In Bellamy, the Court held that fundamental fairness required that a defendant be advised of the possibility of involuntary civil commitment under the SVPA prior to entering a guilty plea to one of its predicate crimes. Bellamy, supra, 178 N.J. at 138. If a defendant had not been so advised, he would be permitted to withdraw his guilty plea and proceed to trial. Id. at 140. However, the Court limited the retroactive effect of its decision to "this case and those cases pending in which the defendant has not yet exhausted all avenues of direct review." Id. at 143.
Defendant asks us to avoid the limits of the Supreme Court's decision by claiming Bellamy's "pipeline retroactivity" violates his "constitutional guarantee to equal protection." He argues that Bellamy created "two classes of defendants, those who can move to withdraw a plea and those who cannot."
We conclude defendant's argument misapprehends Bellamy's basic holding. The Court only held that those defendants who could have been advised of the potential for civil commitment by pleading guilty to certain crimes, and were not so advised, had the right to retract their guilty pleas and proceed to trial. Among that universe of potential defendants, only those whose direct appeals were not exhausted were held to be within Bellamy's limited retroactive reach.
Defendant herein, however, could not have been advised of the potential for civil commitment at the time he entered his guilty plea because the SVPA would not be enacted for more than a decade thereafter.
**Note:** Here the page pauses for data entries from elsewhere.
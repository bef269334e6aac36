//! Value types for IP ranges.
//!
//! - [`Range`] - inclusive range of addresses of one [`Family`]
//! - [`Prefix`] - address with a CIDR prefix length
//! - address helpers and subnet mask conversion

mod addr;
mod mask;
mod prefix;
mod range;

// Re-export public types
pub use addr::{
    addr_from_u128, addr_to_u128, host_mask, max_length, next_addr, prev_addr, same_family,
    V4_MAX_LENGTH, V6_MAX_LENGTH,
};
pub use mask::ipv4_mask_to_prefix;
pub use prefix::Prefix;
pub use range::{Addrs, Family, Ips, Range};
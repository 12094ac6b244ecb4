//! Block cache implementations for Strata.
//!
//! This crate provides the concrete stores behind the `BlockCache` contract:
//! - In-memory block store with notification counters
//! - File-backed block store with synchronous whole-block I/O
//! - Frame-based caching layer with clock eviction and dirty write-back

mod file;
mod memory;
mod pool;

pub use file::FileStore;
pub use memory::MemoryStore;
pub use pool::BufferCache;
//! Frame-based caching layer over a block store.

use parking_lot::Mutex;
use std::collections::HashMap;
use std::sync::atomic::{AtomicU64, Ordering};
use sysinfo::System;
use strata_common::{BlockCache, BlockId, CacheConfig, Result, StrataError};

/// A block frame holding one cached block image.
struct Frame {
    /// The block currently held, if any.
    block: Option<BlockId>,
    /// Block data buffer.
    data: Box<[u8]>,
    /// Whether the frame has been modified since it was loaded.
    dirty: bool,
    /// Reference bit for clock replacement.
    referenced: bool,
}

impl Frame {
    fn new(block_size: usize) -> Self {
        Self {
            block: None,
            data: vec![0u8; block_size].into_boxed_slice(),
            dirty: false,
            referenced: false,
        }
    }
}

/// Internal pool state guarded by a single mutex.
struct PoolInner {
    /// Fixed array of frames.
    frames: Vec<Frame>,
    /// Block id to frame index mapping.
    map: HashMap<BlockId, usize>,
    /// Frames never used so far.
    free: Vec<usize>,
    /// Clock hand position.
    hand: usize,
}

/// Write-back caching layer implementing [`BlockCache`] over any store.
///
/// Reads are served from frames when possible; writes land in frames and are
/// marked dirty. Dirty frames reach the store on eviction (clock
/// second-chance policy), on [`flush`](BufferCache::flush), and on drop.
pub struct BufferCache<S: BlockCache> {
    /// The backing store.
    store: S,
    /// Pool state.
    inner: Mutex<PoolInner>,
    /// Number of reads served from a frame.
    hits: AtomicU64,
    /// Number of reads that went to the store.
    misses: AtomicU64,
}

impl<S: BlockCache> BufferCache<S> {
    /// Creates a caching layer with the configured number of frames.
    pub fn new(store: S, config: CacheConfig) -> Self {
        let num_frames = config.num_frames.max(1);
        let block_size = store.block_size();

        let frames = (0..num_frames).map(|_| Frame::new(block_size)).collect();
        let free = (0..num_frames).rev().collect();

        Self {
            store,
            inner: Mutex::new(PoolInner {
                frames,
                map: HashMap::with_capacity(num_frames),
                free,
                hand: 0,
            }),
            hits: AtomicU64::new(0),
            misses: AtomicU64::new(0),
        }
    }

    /// Creates a caching layer sized to 25% of available system RAM.
    ///
    /// Minimum 1,000 frames so small systems still get useful caching.
    pub fn auto_sized(store: S) -> Self {
        let mut sys = System::new_all();
        sys.refresh_memory();

        let available_bytes = sys.available_memory() as usize;
        let target_bytes = available_bytes / 4;
        let num_frames = (target_bytes / store.block_size()).max(1_000);

        Self::new(store, CacheConfig { num_frames })
    }

    /// Returns the number of frames in the pool.
    pub fn num_frames(&self) -> usize {
        self.inner.lock().frames.len()
    }

    /// Returns the number of reads served from a frame.
    pub fn hits(&self) -> u64 {
        self.hits.load(Ordering::Relaxed)
    }

    /// Returns the number of reads that had to go to the store.
    pub fn misses(&self) -> u64 {
        self.misses.load(Ordering::Relaxed)
    }

    /// Writes every dirty frame back to the store.
    pub fn flush(&self) -> Result<()> {
        let mut inner = self.inner.lock();
        for frame in inner.frames.iter_mut() {
            if frame.dirty {
                if let Some(block) = frame.block {
                    self.store.write_block(block, &frame.data)?;
                }
                frame.dirty = false;
            }
        }
        Ok(())
    }

    /// Returns a reference to the backing store.
    pub fn store(&self) -> &S {
        &self.store
    }

    fn check_access(&self, block: BlockId, buf_len: usize) -> Result<()> {
        let limit = self.store.num_blocks();
        if block >= limit {
            return Err(StrataError::BlockOutOfRange { block, limit });
        }
        let expected = self.store.block_size();
        if buf_len != expected {
            return Err(StrataError::BlockSizeMismatch {
                expected,
                actual: buf_len,
            });
        }
        Ok(())
    }

    /// Picks a frame for a new block, evicting a victim if necessary.
    ///
    /// The victim's dirty contents are written back before the frame is
    /// handed out. The returned frame is unmapped and clean.
    fn take_frame(&self, inner: &mut PoolInner) -> Result<usize> {
        if let Some(idx) = inner.free.pop() {
            return Ok(idx);
        }

        // Clock scan: two full rotations always find a victim because every
        // referenced bit seen is cleared on the way past.
        let n = inner.frames.len();
        for _ in 0..(2 * n) {
            let idx = inner.hand;
            inner.hand = (inner.hand + 1) % n;

            if inner.frames[idx].referenced {
                inner.frames[idx].referenced = false;
                continue;
            }

            let frame = &mut inner.frames[idx];
            if let Some(block) = frame.block.take() {
                if frame.dirty {
                    self.store.write_block(block, &frame.data)?;
                    frame.dirty = false;
                }
                inner.map.remove(&block);
            }
            return Ok(idx);
        }

        Err(StrataError::Insane(
            "clock scan found no evictable frame".to_string(),
        ))
    }
}

impl<S: BlockCache> BlockCache for BufferCache<S> {
    fn block_size(&self) -> usize {
        self.store.block_size()
    }

    fn num_blocks(&self) -> u64 {
        self.store.num_blocks()
    }

    fn read_block(&self, block: BlockId, buf: &mut [u8]) -> Result<()> {
        self.check_access(block, buf.len())?;

        let mut inner = self.inner.lock();
        if let Some(&idx) = inner.map.get(&block) {
            let frame = &mut inner.frames[idx];
            frame.referenced = true;
            buf.copy_from_slice(&frame.data);
            self.hits.fetch_add(1, Ordering::Relaxed);
            return Ok(());
        }

        let idx = self.take_frame(&mut inner)?;
        let frame = &mut inner.frames[idx];
        self.store.read_block(block, &mut frame.data)?;
        frame.block = Some(block);
        frame.referenced = true;
        buf.copy_from_slice(&frame.data);
        inner.map.insert(block, idx);
        self.misses.fetch_add(1, Ordering::Relaxed);
        Ok(())
    }

    fn write_block(&self, block: BlockId, buf: &[u8]) -> Result<()> {
        self.check_access(block, buf.len())?;

        let mut inner = self.inner.lock();
        let idx = match inner.map.get(&block) {
            Some(&idx) => idx,
            None => {
                let idx = self.take_frame(&mut inner)?;
                inner.map.insert(block, idx);
                idx
            }
        };

        let frame = &mut inner.frames[idx];
        frame.block = Some(block);
        frame.data.copy_from_slice(buf);
        frame.dirty = true;
        frame.referenced = true;
        Ok(())
    }

    fn notify_allocate(&self, block: BlockId) {
        self.store.notify_allocate(block);
    }

    fn notify_deallocate(&self, block: BlockId) {
        self.store.notify_deallocate(block);
    }
}

impl<S: BlockCache> Drop for BufferCache<S> {
    fn drop(&mut self) {
        let _ = self.flush();
    }
}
Therefore, even if we accept defendant's argument that Bellamy created two classes of defendants, the fact remains that he belongs to neither.
Defendant's real argument, as Judge Batten noted, is with the application of the SVPA to defendants, like himself, who pled guilty prior to its enactment. That issue, however, has been decided long ago. See In Re J.H.M., 367 N.J. Super. 599, 608 (App. Div. 2003), certif. denied, 179 N.J. 312 (2004)(rejecting any ex post facto challenge to the SVPA because commitment under the statute is civil and not penal in nature).
Another reason why we reject defendant's invitation to expand Bellamy's reach is the Court's express conclusion "that full retroactivity . . . would have a disruptive effect on the administration of justice." Id. at 142. We are bound by the decisions of the Supreme Court and are not free to ignore them or create a "drastic change in the law." Rodriguez v. Cordasco, 279 N.J. Super. 396, 405 (App. Div.), certif. denied, 142 N.J. 451 (1995). Defendant exhausted his rights to direct appeal long ago. Therefore, the relief accorded by Bellamy simply does not apply to him.